#### Material for the task
=== Section Start ===

//! Fitting a stud shape into a hole.

use serde::{Deserialize, Serialize};

use plate_geometry::{BoundingBox, DisplayScale, Point3d, Rotation, Vec3};
use plate_types::HoleId;

use crate::features::Hole;
use crate::types::PickError;

/// Axis a stud model is drawn along before placement.
pub const STUD_DEFAULT_AXIS: Vec3 = Vec3::Z;

/// Where and how to draw a stud so that it sits in a hole.
#[derive(Debug, Clone, Copy, PartialEq, Serialize, Deserialize)]
pub struct StudPlacement {
    pub hole: HoleId,
    /// Uniform scale for all three axes of the stud mesh.
    pub scale: f64,
    /// Render-space position of the hole centre.
    pub position: Point3d,
    /// Rotation taking [`STUD_DEFAULT_AXIS`] onto the hole axis.
    pub rotation: Rotation,
}

/// Width of a stud mesh across X, measured from its flat vertex buffer.
pub fn stud_extent(positions: &[f32]) -> Result<f64, PickError> {
    let bounds = BoundingBox::from_flat_positions(positions);
    if !bounds.is_valid() {
        return Err(PickError::EmptyShape);
    }
    Ok(bounds.size().x)
}

/// Scale, position and orient a stud of width `shape_extent` (stud units,
/// measured across X) so it fills `hole`.
pub fn place_stud(
    hole: &Hole,
    shape_extent: f64,
    display: &DisplayScale,
    min_extent: f64,
) -> Result<StudPlacement, PickError> {
    if !shape_extent.is_finite() || shape_extent < min_extent {
        return Err(PickError::DegenerateShape {
            extent: shape_extent,
        });
    }
    let rotation = Rotation::between(STUD_DEFAULT_AXIS, hole.axis)?;
    Ok(StudPlacement {
        hole: hole.id,
        scale: (hole.diameter / shape_extent) * display.x(),
        position: display.to_render(&hole.position),
        rotation,
    })
}

#[cfg(test)]
mod tests {
    use super::*;

    fn hole(axis: Vec3) -> Hole {
        Hole {
            id: HoleId(3),
            position: Point3d::new(5.0, 10.0, 0.0),
            diameter: 4.0,
            axis,
        }
    }

    #[test]
    fn test_scale_and_position() {
        let display = DisplayScale::uniform(0.1).unwrap();
        let p = place_stud(&hole(Vec3::Z), 2.0, &display, 1e-9).unwrap();
        assert!((p.scale - 0.2).abs() < 1e-12);
        assert!((p.position.x - 0.5).abs() < 1e-12);
        assert!((p.position.y - 1.0).abs() < 1e-12);
        assert_eq!(p.hole, HoleId(3));
    }

    #[test]
    fn test_rotation_aligns_with_hole_axis() {
        let display = DisplayScale::IDENTITY;
        let p = place_stud(&hole(Vec3::new(0.0, 3.0, 0.0)), 1.0, &display, 1e-9).unwrap();
        let aligned = p.rotation.rotate(STUD_DEFAULT_AXIS);
        assert!((aligned - Vec3::Y).length() < 1e-9);
    }

    #[test]
    fn test_zero_extent_rejected() {
        let display = DisplayScale::IDENTITY;
        for extent in [0.0, -1.0, 1e-12, f64::NAN, f64::INFINITY] {
            let err = place_stud(&hole(Vec3::Z), extent, &display, 1e-9).unwrap_err();
            assert!(matches!(err, PickError::DegenerateShape { .. }), "{extent}");
        }
    }

    #[test]
    fn test_zero_axis_rejected() {
        let err = place_stud(&hole(Vec3::ZERO), 1.0, &DisplayScale::IDENTITY, 1e-9).unwrap_err();
        assert!(matches!(err, PickError::Geometry(_)));
    }

    #[test]
    fn test_stud_extent_from_vertices() {
        let extent = stud_extent(&[-1.5, 0.0, 0.0, 1.5, 2.0, 9.0]).unwrap();
        assert!((extent - 3.0).abs() < 1e-6);
        assert!(matches!(stud_extent(&[]), Err(PickError::EmptyShape)));
    }
}
use serde::{Deserialize, Serialize};

/// Auxiliary UI controls whose visibility follows the selection state.
#[derive(Debug, Clone, Copy, PartialEq, Eq, Hash, PartialOrd, Ord, Serialize, Deserialize)]
pub enum Affordance {
    /// Hole info popup that follows the pointer.
    Tooltip,
    /// Stud file picker, available while a hole is locked.
    StudUpload,
    /// Diameter edit control, available while a hole is locked.
    DiameterEdit,
    /// Weld/fold choice, available while exactly two edges are locked.
    WeldFold,
}

impl Affordance {
    pub const ALL: [Affordance; 4] = [
        Affordance::Tooltip,
        Affordance::StudUpload,
        Affordance::DiameterEdit,
        Affordance::WeldFold,
    ];
}

/// How a locked pair of edges should be joined.
#[derive(Debug, Clone, Copy, PartialEq, Eq, Hash, Serialize, Deserialize)]
pub enum JoinMode {
    Weld,
    Fold,
}

/// Modifier keys held during a click. Ctrl on Linux/Windows and Cmd on
/// macOS both count as the multi-select modifier.
#[derive(Debug, Clone, Copy, PartialEq, Eq, Default, Serialize, Deserialize)]
pub struct Modifiers {
    #[serde(default)]
    pub ctrl: bool,
    #[serde(default)]
    pub meta: bool,
}

impl Modifiers {
    pub const NONE: Self = Self {
        ctrl: false,
        meta: false,
    };

    pub fn ctrl() -> Self {
        Self {
            ctrl: true,
            meta: false,
        }
    }

    pub fn multi_select(&self) -> bool {
        self.ctrl || self.meta
    }
}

=== Section End ===

Search the records for the word "crate", then list every line that has it.

#### Solved exercise
use crate::features::Hole;
use crate::types::PickError;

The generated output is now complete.